In 1966 Belle Plaine had all of 16 houses, two grain elevators, three other small businesses and a school that was no longer used. UGG rented one of the houses for their elevator manager.
I had learned the basics of weighing and unloading grain by now, how to grade it and determine dockage and how to load it into boxcars for shipping to ports for export. I was also selling fertilizer, herbicides and other farm supplies. Saskatchewan seldom gets an abundance of rain, but the land here was heavy clay, making for good crops every year and the farmers were prosperous. I got to know the people in the community and soon felt at home.
I was 24 years old and didn’t own a car. I soon remedied that, buying a 1956 Oldsmobile that let me travel at my convenience, not someone else’s. I could buy some groceries at the little store, cafe and post office in town, but did most of my shopping in Moose Jaw. I did my laundry in Moose Jaw, too, at my parents.
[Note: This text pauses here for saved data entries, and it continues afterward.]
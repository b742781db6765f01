//! BOSH manifest models
//!
//! Only the fields this adapter reads or writes are modelled; instance group
//! properties stay an open map with the service's own section under
//! [`REDIS_PROPERTIES_KEY`].

use serde::{Deserialize, Serialize};
use serde_json::{Map, Value};

use crate::errors::AdapterError;

/// Key of the service's section in instance group properties
pub const REDIS_PROPERTIES_KEY: &str = "redis";

/// Open property map
pub type Properties = Map<String, Value>;

/// A BOSH deployment manifest
#[derive(Debug, Clone, PartialEq, Serialize, Deserialize)]
pub struct BoshManifest {
    pub name: String,

    #[serde(default)]
    pub releases: Vec<Release>,

    #[serde(default)]
    pub stemcells: Vec<Stemcell>,

    #[serde(default)]
    pub instance_groups: Vec<InstanceGroup>,

    pub update: Update,

    #[serde(default)]
    pub properties: Properties,
}

#[derive(Debug, Clone, PartialEq, Eq, Serialize, Deserialize)]
pub struct Release {
    pub name: String,
    pub version: String,
}

#[derive(Debug, Clone, PartialEq, Eq, Serialize, Deserialize)]
pub struct Stemcell {
    pub alias: String,
    pub os: String,
    pub version: String,
}

/// An instance group in the manifest
#[derive(Debug, Clone, PartialEq, Serialize, Deserialize)]
pub struct InstanceGroup {
    pub name: String,

    pub instances: u32,

    #[serde(default)]
    pub jobs: Vec<Job>,

    pub vm_type: String,

    #[serde(default, skip_serializing_if = "Vec::is_empty")]
    pub vm_extensions: Vec<String>,

    #[serde(default, skip_serializing_if = "String::is_empty")]
    pub persistent_disk_type: String,

    pub stemcell: String,

    #[serde(default)]
    pub networks: Vec<Network>,

    #[serde(default, skip_serializing_if = "Vec::is_empty")]
    pub azs: Vec<String>,

    #[serde(default)]
    pub properties: Properties,
}

/// A job placed on an instance group, bound to the release providing it
#[derive(Debug, Clone, PartialEq, Eq, Serialize, Deserialize)]
pub struct Job {
    pub name: String,
    pub release: String,
}

#[derive(Debug, Clone, PartialEq, Eq, Serialize, Deserialize)]
pub struct Network {
    pub name: String,
}

/// Rolling update policy
#[derive(Debug, Clone, PartialEq, Eq, Serialize, Deserialize)]
pub struct Update {
    pub canaries: u32,

    pub canary_watch_time: String,

    pub update_watch_time: String,

    pub max_in_flight: MaxInFlight,

    #[serde(default, skip_serializing_if = "Option::is_none")]
    pub serial: Option<bool>,
}

/// BOSH accepts either an instance count or a percentage such as `"25%"`
#[derive(Debug, Clone, PartialEq, Eq, Serialize, Deserialize)]
#[serde(untagged)]
pub enum MaxInFlight {
    Count(u32),
    Percentage(String),
}

/// The service's own instance group properties
#[derive(Debug, Clone, PartialEq, Serialize, Deserialize)]
pub struct RedisProperties {
    /// `"yes"` or `"no"`
    pub persistence: String,

    pub password: String,

    pub maxclients: i64,

    /// Credential store reference such as `((secret/path))`
    #[serde(default, skip_serializing_if = "Option::is_none")]
    pub secret: Option<Value>,
}

/// The service's section as read back from a deployed manifest.
///
/// Only `password` is required. Older or hand-edited manifests may lack
/// `maxclients` or carry `persistence` as a YAML 1.1 boolean, and neither is
/// needed to carry state forward or to bind.
#[derive(Debug, Clone, PartialEq, Deserialize)]
pub struct StoredRedisProperties {
    pub password: String,

    #[serde(default)]
    pub maxclients: Option<i64>,

    #[serde(default)]
    pub persistence: Option<Value>,

    #[serde(default)]
    pub secret: Option<Value>,
}

impl BoshManifest {
    /// Find an instance group by name
    pub fn instance_group(&self, name: &str) -> Option<&InstanceGroup> {
        self.instance_groups.iter().find(|group| group.name == name)
    }

    /// Find a release by name
    pub fn release(&self, name: &str) -> Option<&Release> {
        self.releases.iter().find(|release| release.name == name)
    }
}

impl InstanceGroup {
    /// Read the service's property section.
    ///
    /// A missing section or a missing/non-string password means the manifest
    /// was not produced by this adapter and is reported as an internal error.
    pub fn redis_properties(&self) -> Result<StoredRedisProperties, AdapterError> {
        let section = self.properties.get(REDIS_PROPERTIES_KEY).ok_or_else(|| {
            AdapterError::Internal(format!(
                "instance group {} has no '{}' properties",
                self.name, REDIS_PROPERTIES_KEY
            ))
        })?;

        serde_json::from_value(section.clone()).map_err(|e| {
            AdapterError::Internal(format!(
                "malformed '{}' properties on instance group {}: {}",
                REDIS_PROPERTIES_KEY, self.name, e
            ))
        })
    }
}

impl RedisProperties {
    /// Wrap into an instance group property map
    pub fn into_properties(self) -> Result<Properties, AdapterError> {
        let mut properties = Properties::new();
        properties.insert(REDIS_PROPERTIES_KEY.to_string(), serde_json::to_value(self)?);
        Ok(properties)
    }
}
I began to do some serious drinking, spending at least one night a week in the bars of Moose Jaw or Regina. My drinking buddies were Joe Zagozeski, a local farmer, Henry Antemuik, a supervisor at the Kalium potash mine near Belle Plaine and my cousin Dennis in Moose Jaw.
UGG bought a lot in Belle Plaine, built a basement, moved in a house and thoroughly remodelled it. In 1967 I traded in the Oldsmobile on a 1965 GMC pickup. I needed to haul water for the new house as there was neither running water in the village nor a well. UGG had a warehouse in Regina and now I could simply drive in and pick up whatever was needed and bring it home.
When I made those trips I often stayed in Regina enjoying the night life until midnight. On nights like that I found it hard to keep between the lines on the highway and in my befuddled mind it seemed like a logical thing to speed up to 80 mph. I found that concentrated my attention sufficiently to keep in my own lane. I would often wake up in the morning unable to remember coming home. I thought that was evidence that I must have had a good time the night before.
Other things were going on at the same time. I was reading all kinds of stuff, from occult to Ayn Rand and none of it impressed me as offering any real hope to me or anyone else. Then I began to get interested in church history, which also seemed like kind of a hopeless mess until I got to Mennonite history. Here I found people who really believed and lived what they professed and suffered persecution without hating the persecutors. I began to think that if there were any real Christians left anywhere on the planet, they would be found among the Mennonites.
The couple who ran the store, cafe and post office had a teenage daughter named Christine. I didn’t pay much attention to her, she was just a young school girl. But girls don’t stay young and after a couple of years she began to seem interesting to me.